[Saved data entries]

+--

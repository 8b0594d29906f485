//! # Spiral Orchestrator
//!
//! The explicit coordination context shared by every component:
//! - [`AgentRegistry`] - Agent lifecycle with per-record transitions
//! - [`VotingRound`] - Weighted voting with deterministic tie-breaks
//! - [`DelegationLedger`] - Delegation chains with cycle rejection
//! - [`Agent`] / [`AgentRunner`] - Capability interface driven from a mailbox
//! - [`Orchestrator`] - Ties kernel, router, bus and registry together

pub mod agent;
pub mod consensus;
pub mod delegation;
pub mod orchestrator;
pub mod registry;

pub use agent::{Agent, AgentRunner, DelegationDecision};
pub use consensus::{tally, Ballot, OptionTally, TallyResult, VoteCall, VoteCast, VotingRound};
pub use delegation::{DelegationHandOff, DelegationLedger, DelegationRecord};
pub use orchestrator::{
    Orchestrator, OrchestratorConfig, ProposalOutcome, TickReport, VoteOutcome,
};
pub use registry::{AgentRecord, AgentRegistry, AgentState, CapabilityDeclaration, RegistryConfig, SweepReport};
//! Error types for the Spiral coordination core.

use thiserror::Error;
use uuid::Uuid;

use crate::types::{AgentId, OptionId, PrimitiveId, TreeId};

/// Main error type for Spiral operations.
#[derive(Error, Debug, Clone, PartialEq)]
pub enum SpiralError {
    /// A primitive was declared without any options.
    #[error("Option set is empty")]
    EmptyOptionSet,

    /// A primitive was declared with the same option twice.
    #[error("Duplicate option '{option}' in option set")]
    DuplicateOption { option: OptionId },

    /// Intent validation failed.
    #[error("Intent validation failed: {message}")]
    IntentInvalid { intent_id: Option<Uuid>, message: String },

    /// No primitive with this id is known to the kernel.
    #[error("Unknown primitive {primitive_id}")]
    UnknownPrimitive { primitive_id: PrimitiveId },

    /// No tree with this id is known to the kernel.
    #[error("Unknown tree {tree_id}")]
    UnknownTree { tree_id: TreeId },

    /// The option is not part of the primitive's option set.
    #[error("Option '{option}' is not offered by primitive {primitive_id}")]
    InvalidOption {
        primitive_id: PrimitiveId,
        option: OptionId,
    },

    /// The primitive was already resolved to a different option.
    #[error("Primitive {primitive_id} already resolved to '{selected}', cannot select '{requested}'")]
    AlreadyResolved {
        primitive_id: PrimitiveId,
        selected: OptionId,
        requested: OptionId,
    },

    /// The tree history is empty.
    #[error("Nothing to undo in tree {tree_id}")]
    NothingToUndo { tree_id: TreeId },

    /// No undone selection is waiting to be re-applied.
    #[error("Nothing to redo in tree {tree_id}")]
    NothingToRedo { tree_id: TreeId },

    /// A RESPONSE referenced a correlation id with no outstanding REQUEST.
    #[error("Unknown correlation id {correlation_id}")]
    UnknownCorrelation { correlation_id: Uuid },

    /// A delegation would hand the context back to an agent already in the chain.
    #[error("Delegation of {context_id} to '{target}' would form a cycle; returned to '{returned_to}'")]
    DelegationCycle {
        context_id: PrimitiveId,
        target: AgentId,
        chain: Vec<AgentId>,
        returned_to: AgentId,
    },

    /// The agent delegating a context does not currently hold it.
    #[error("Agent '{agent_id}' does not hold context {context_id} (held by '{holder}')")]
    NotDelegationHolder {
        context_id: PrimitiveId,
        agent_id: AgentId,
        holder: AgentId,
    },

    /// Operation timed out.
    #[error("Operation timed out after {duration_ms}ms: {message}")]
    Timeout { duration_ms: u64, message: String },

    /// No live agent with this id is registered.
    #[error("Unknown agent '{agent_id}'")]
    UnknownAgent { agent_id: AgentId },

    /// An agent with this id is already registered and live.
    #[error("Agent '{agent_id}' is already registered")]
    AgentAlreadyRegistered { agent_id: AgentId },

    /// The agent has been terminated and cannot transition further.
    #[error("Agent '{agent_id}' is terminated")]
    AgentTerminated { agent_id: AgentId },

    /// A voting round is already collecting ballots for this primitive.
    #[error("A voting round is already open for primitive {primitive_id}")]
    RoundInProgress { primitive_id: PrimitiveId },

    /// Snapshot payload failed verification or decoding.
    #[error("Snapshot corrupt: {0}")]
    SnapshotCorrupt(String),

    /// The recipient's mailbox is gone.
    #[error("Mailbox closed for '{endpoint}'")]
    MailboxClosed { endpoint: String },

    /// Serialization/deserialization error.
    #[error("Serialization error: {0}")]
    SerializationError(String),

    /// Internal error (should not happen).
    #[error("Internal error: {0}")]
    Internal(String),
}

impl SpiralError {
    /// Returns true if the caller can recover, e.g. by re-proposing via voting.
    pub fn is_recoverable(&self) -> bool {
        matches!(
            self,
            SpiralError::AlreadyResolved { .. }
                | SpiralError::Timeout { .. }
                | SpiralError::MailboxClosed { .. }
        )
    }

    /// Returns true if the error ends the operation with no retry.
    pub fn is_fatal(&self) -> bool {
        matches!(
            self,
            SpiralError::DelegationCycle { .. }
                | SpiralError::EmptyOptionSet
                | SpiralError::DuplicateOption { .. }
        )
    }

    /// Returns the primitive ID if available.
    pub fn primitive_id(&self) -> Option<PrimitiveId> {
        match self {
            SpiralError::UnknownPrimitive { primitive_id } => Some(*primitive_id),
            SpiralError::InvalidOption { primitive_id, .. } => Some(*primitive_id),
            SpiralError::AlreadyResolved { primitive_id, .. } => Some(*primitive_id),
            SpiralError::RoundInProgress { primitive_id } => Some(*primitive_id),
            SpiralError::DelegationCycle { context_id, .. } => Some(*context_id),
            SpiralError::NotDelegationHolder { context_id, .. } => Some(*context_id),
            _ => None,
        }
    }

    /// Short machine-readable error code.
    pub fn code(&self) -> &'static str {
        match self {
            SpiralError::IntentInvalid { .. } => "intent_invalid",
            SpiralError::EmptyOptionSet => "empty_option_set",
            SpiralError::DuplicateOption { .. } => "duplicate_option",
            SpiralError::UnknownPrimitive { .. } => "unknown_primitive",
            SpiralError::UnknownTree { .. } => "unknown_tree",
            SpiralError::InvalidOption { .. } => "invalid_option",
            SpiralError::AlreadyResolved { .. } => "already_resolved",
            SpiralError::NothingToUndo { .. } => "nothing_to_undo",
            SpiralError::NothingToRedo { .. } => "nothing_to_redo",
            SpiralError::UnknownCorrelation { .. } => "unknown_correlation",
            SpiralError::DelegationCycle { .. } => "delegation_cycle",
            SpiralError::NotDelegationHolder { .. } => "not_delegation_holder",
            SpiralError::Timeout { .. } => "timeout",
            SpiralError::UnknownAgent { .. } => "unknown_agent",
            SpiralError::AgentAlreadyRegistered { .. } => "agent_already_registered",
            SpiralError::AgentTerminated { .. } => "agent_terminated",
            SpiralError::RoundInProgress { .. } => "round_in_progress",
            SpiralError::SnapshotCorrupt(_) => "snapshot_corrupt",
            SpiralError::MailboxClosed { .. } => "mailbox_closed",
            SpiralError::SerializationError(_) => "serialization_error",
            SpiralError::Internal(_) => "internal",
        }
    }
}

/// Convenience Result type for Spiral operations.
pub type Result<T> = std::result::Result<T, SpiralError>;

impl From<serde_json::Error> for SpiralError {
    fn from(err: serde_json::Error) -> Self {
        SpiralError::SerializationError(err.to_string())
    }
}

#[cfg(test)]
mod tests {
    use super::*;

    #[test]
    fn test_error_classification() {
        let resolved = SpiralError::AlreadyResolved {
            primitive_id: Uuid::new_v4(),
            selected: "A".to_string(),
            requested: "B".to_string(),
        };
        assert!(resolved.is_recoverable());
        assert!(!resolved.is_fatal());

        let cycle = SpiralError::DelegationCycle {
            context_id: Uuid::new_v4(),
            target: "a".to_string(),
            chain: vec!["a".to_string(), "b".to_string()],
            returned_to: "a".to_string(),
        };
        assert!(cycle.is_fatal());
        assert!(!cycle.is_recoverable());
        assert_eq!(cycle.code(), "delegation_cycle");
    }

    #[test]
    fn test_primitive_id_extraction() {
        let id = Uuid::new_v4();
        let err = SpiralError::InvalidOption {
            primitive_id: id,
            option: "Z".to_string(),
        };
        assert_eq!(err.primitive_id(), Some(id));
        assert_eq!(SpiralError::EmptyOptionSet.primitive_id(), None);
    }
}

+--

▸ Task objective
Reproduce each line from the records that contains the word "UnknownTree".

▸ Completed task
    UnknownTree { tree_id: TreeId },
            SpiralError::UnknownTree { .. } => "unknown_tree",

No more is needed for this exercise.